# Clubman - smell from 2.5Tdi engine



## elsiekay (Aug 28, 2007)

Hi all. We have raised this before I think but we are still getting an intermittent smell in the cab of our 2005 Clubman when pulling away from junctions/traffic lights and accelerating up hills. It is a kind of oily/greasy (not sulphur) smell from the engine compartment although I don't think it's diesel.

We have taken it to the dealers with no joy and our local VW Commercial garage couldn't find anything and suggested it might be the Waxoyl on the engine burning off. The problem seems to be that it is intermittent and naturally doesn't oblige when the mechanics are checking it.

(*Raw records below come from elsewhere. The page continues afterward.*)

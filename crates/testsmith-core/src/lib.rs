//! Testsmith core domain types and errors.

mod error;
mod types;

pub use error::ExtractError;
pub use types::{
    ExtractedFunctions, FunctionKind, FunctionSpan, FunctionTable, MatchPolicy, SourceUnit,
};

However, it seems to be getting worse and not better so we are getting a bit concerned, especially as the warranty is up in a month. Does anyone have any similar experiences/advice please? Is it a Clubman or a VW problem? It's driving us mad.

Thanks as always!


----------



## inkey-2008 (May 24, 2008)

Have a look at the exhust pipe near to the engine and see if there are any oil stains on it or dark markings. I had a similar problem and it was a small oil leak dripping onto the pipe.

Andy


----------



## 113016 (Jun 5, 2008)

I had a carbon like smell in a truck and the small disappeared when the pollen filter was renewed.
I could even taste it  :x


----------